Ruslan Petrovych Rotan (; born 29 October 1981) is a Ukrainian former professional footballer and manager of Ukraine national under-21 football team, FC Oleksandriya and current caretaker of the Ukraine national football team. He was a member of the Ukraine national team.

Club career
Rotan's career started off for Dnipro in the 1999–2000 season. He played a total of 105 matches for Dnipro and scored 11 goals.

He transferred to Dynamo Kyiv in the summer of 2005 and was given the number 14. In Dynamo, he played 50 matches and scored five goals in the Ukrainian Premier League.

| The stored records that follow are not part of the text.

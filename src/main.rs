// =============================================================================
// Meridian FX Signal Engine — Main Entry Point
// =============================================================================
//
// Without a TWELVE_DATA_API_KEY the engine runs entirely on the synthetic
// candle generator, which makes it safe to start anywhere.
// =============================================================================

// ── Module declarations ──────────────────────────────────────────────────────
mod app_state;
mod config;
mod engine;
mod filters;
mod htf;
mod indicators;
mod market_data;
mod notifier;
mod scoring;
mod session;
mod trade_log;
mod types;

use std::sync::Arc;

use tracing::{error, info, warn};
use tracing_subscriber::EnvFilter;

use crate::app_state::EngineState;
use crate::config::EngineConfig;
use crate::engine::SignalEngine;
use crate::notifier::SignalNotifier;
use crate::types::{SignalType, TradeResult};

const CONFIG_PATH: &str = "engine_config.json";

/// Pending trades settle against a fresh quote once this old.
const SETTLEMENT_AGE_MINUTES: i64 = 5;
/// How often the settlement sweep runs.
const SETTLEMENT_SWEEP_SECS: u64 = 60;

#[tokio::main]
async fn main() -> anyhow::Result<()> {
    // ── 1. Environment & config ──────────────────────────────────────────
    let _ = dotenv::dotenv();

    tracing_subscriber::fmt()
        .with_env_filter(
            EnvFilter::try_from_default_env().unwrap_or_else(|_| EnvFilter::new("info")),
        )
        .init();

    info!("╔══════════════════════════════════════════════════════════╗");
    info!("║        Meridian FX Signal Engine — Starting Up          ║");
    info!("╚══════════════════════════════════════════════════════════╝");

    let mut config = EngineConfig::load(CONFIG_PATH).unwrap_or_else(|e| {
        warn!(error = %e, "Failed to load config, using defaults");
        EngineConfig::default()
    });

    // Override pairs and API key from env if available.
    if let Ok(pairs) = std::env::var("MERIDIAN_PAIRS") {
        let pairs: Vec<String> = pairs
            .split(',')
            .map(|p| p.trim().to_uppercase())
            .filter(|p| !p.is_empty())
            .collect();
        if !pairs.is_empty() {
            config.pairs = pairs;
        }
    }
    if let Ok(key) = std::env::var("TWELVE_DATA_API_KEY") {
        config.api_key = key;
    }

    info!(pairs = ?config.pairs, timeframe = %config.timeframe, "Configured scan universe");

    // ── 2. Build shared state & engine ───────────────────────────────────
    let scan_interval = config.scan_interval_secs;
    let state = Arc::new(EngineState::new(config));
    let engine = SignalEngine::new(state.clone());
    let notifier = SignalNotifier::new();

    if state.provider.has_live_key() {
        info!("Live market data enabled");
    } else {
        info!("No API key configured — running on synthetic market data");
    }

    // ── 3. Scan loop ─────────────────────────────────────────────────────
    let scan_state = state.clone();
    tokio::spawn(async move {
        let mut interval =
            tokio::time::interval(tokio::time::Duration::from_secs(scan_interval.max(1)));
        loop {
            interval.tick().await;
            let outcome = engine.scan_all_pairs().await;
            for analysis in &outcome.results {
                if analysis.confidence > 0 {
                    notifier.forward(analysis);
                }
            }
            let stats = scan_state.trade_log.performance_stats(None, None);
            info!(
                valid = outcome.summary.valid,
                blocked = outcome.summary.blocked,
                settled = stats.total,
                win_rate = stats.win_rate,
                uptime_secs = scan_state.start_time.elapsed().as_secs(),
                "scan cycle complete"
            );
            for setup in scan_state.trade_log.best_setups().iter().take(3) {
                info!(
                    pair = %setup.pair,
                    session = %setup.session,
                    trades = setup.trades,
                    win_rate = setup.win_rate,
                    "top performing setup"
                );
            }
        }
    });

    // ── 4. Settlement sweep ──────────────────────────────────────────────
    // Resolves aged Pending entries against a fresh quote: a CALL wins when
    // price sits above its entry, a PUT below.
    let settle_state = state.clone();
    tokio::spawn(async move {
        let mut interval =
            tokio::time::interval(tokio::time::Duration::from_secs(SETTLEMENT_SWEEP_SECS));
        loop {
            interval.tick().await;
            let now = chrono::Utc::now();
            let due: Vec<_> = settle_state
                .trade_log
                .recent(usize::MAX)
                .into_iter()
                .filter(|e| e.result == TradeResult::Pending)
                .filter(|e| now - e.timestamp >= chrono::Duration::minutes(SETTLEMENT_AGE_MINUTES))
                .collect();

            for entry in due {
                match settle_state.provider.fetch_quote(&entry.pair).await {
                    Ok(quote) => {
                        let won = match entry.signal_type {
                            SignalType::Call => quote.price > entry.entry,
                            SignalType::Put => quote.price < entry.entry,
                        };
                        let result = if won { TradeResult::Win } else { TradeResult::Loss };
                        settle_state
                            .trade_log
                            .settle(entry.id, quote.price, now, result);
                    }
                    Err(e) => {
                        warn!(pair = %entry.pair, error = %e, "settlement quote fetch failed")
                    }
                }
            }
        }
    });

    info!("Engine running. Press Ctrl+C to stop.");

    // ── 5. Graceful shutdown ─────────────────────────────────────────────
    tokio::signal::ctrl_c().await?;
    warn!("Shutdown signal received — stopping gracefully");

    if let Err(e) = state.config.read().save(CONFIG_PATH) {
        error!(error = %e, "Failed to save engine config on shutdown");
    }

    info!("Meridian FX shut down complete.");
    Ok(())
}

During winter break 2007–08 Rotan was transferred back to his home club of Dnipro. The transfer fee was undisclosed. However, he signed a three-year contract with Dnipro. He now wears the number 29 jersey.

He became the top assister of the Ukrainian Premier League of the season 2008–2009.

In the summer of 2014, after his Dnipro contract had expired, Rotan went on trial with Rubin Kazan, nearly signing with the club before turning down the offer due to the political situation around the 2014 Russian military intervention in Ukraine. Rotan eventually signed a new three-year contract with Dnipro on 8 August 2014.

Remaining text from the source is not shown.